[Try it] Copying exactly, give the lines in the material below from the one with "identity::name(&self.type_name, None)" to the one with "fn definitions_in_file(&self, path: &NormalizedPath)", ends included, and nothing besides.

[Data records]
//! Host application collaborator interface
//!
//! The node graph, the asset libraries installed into the running session
//! and the user-facing dialogs all belong to the host application. The
//! manager only reaches them through [`Host`].

use node_fs::NormalizedPath;

use crate::Result;
use crate::identity;

/// A node definition as seen by the manager.
///
/// Identifies one definition inside one library file. Several definitions
/// can share a library file.
#[derive(Debug, Clone, PartialEq, Eq, Hash)]
pub struct Definition {
    /// Qualified node type name, `namespace::name::version`
    pub type_name: String,
    /// Node type category, e.g. `Sop` or `Object`
    pub category: String,
    /// Library file holding the definition
    pub library_path: NormalizedPath,
}

impl Definition {
    pub fn new(
        type_name: impl Into<String>,
        category: impl Into<String>,
        library_path: impl Into<NormalizedPath>,
    ) -> Self {
        Self {
            type_name: type_name.into(),
            category: category.into(),
            library_path: library_path.into(),
        }
    }

    pub fn namespace(&self) -> Option<String> {
        identity::namespace(&self.type_name, None)
    }

    pub fn name(&self) -> String {
        identity::name(&self.type_name, None)
    }

    pub fn version(&self) -> Option<String> {
        identity::version(&self.type_name, None)
    }

    /// Registry key; opaque for invalid type names.
    pub fn lookup_key(&self) -> String {
        identity::registry_key(&self.type_name, &self.category)
    }

    pub fn expanded_name(&self) -> String {
        identity::expanded_name(&self.category, &self.type_name)
    }
}

/// Operations the manager needs from the host application.
///
/// Nodes are addressed by their path in the host's node graph.
pub trait Host: Send + Sync {
    /// Install a library file into the running session.
    fn install(&self, path: &NormalizedPath) -> Result<()>;

    /// Remove a library file from the running session.
    fn uninstall(&self, path: &NormalizedPath) -> Result<()>;

    /// Hide or show a node type in the user's tab menu.
    fn set_hidden(&self, definition: &Definition, hidden: bool) -> Result<()>;

    /// Every definition stored in a library file.
    fn definitions_in_file(&self, path: &NormalizedPath) -> Result<Vec<Definition>>;

    /// Whether the node is an instance of a digital asset.
    fn is_digital_asset(&self, node: &str) -> bool;

    /// Definition the node is an instance of, if any.
    fn definition_from_node(&self, node: &str) -> Result<Option<Definition>>;

    /// Write `definition` into `dest`, optionally under a new type name.
    ///
    /// Returns the definition as it now exists in `dest`.
    fn copy_definition_to_file(
        &self,
        definition: &Definition,
        dest: &NormalizedPath,
        new_type_name: Option<&str>,
    ) -> Result<Definition>;

    /// Switch a node to another installed node type.
    fn change_node_type(&self, node: &str, type_name: &str) -> Result<()>;

    /// Push the node's current contents into its definition.
    fn update_definition_from_node(&self, node: &str) -> Result<Definition>;

    /// Save the node's definition to `dest`.
    fn save_definition(&self, node: &str, dest: &NormalizedPath) -> Result<()>;

    /// Whether the node has modifications not yet saved to its definition.
    fn has_unsaved_changes(&self, node: &str) -> bool;

    /// Ask the user to confirm; `false` means cancel.
    fn confirm(&self, message: &str, title: &str) -> bool;

    /// Ask the user for text; `None` means cancel.
    fn read_input(&self, message: &str, title: &str) -> Option<String>;

    /// Show a message without waiting for an answer.
    fn display_message(&self, message: &str, title: &str);
}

[Solution to the exercise]
        identity::name(&self.type_name, None)
    }

    pub fn version(&self) -> Option<String> {
        identity::version(&self.type_name, None)
    }

    /// Registry key; opaque for invalid type names.
    pub fn lookup_key(&self) -> String {
        identity::registry_key(&self.type_name, &self.category)
    }

    pub fn expanded_name(&self) -> String {
        identity::expanded_name(&self.category, &self.type_name)
    }
}

/// Operations the manager needs from the host application.
///
/// Nodes are addressed by their path in the host's node graph.
pub trait Host: Send + Sync {
    /// Install a library file into the running session.
    fn install(&self, path: &NormalizedPath) -> Result<()>;

    /// Remove a library file from the running session.
    fn uninstall(&self, path: &NormalizedPath) -> Result<()>;

    /// Hide or show a node type in the user's tab menu.
    fn set_hidden(&self, definition: &Definition, hidden: bool) -> Result<()>;

    /// Every definition stored in a library file.
    fn definitions_in_file(&self, path: &NormalizedPath) -> Result<Vec<Definition>>;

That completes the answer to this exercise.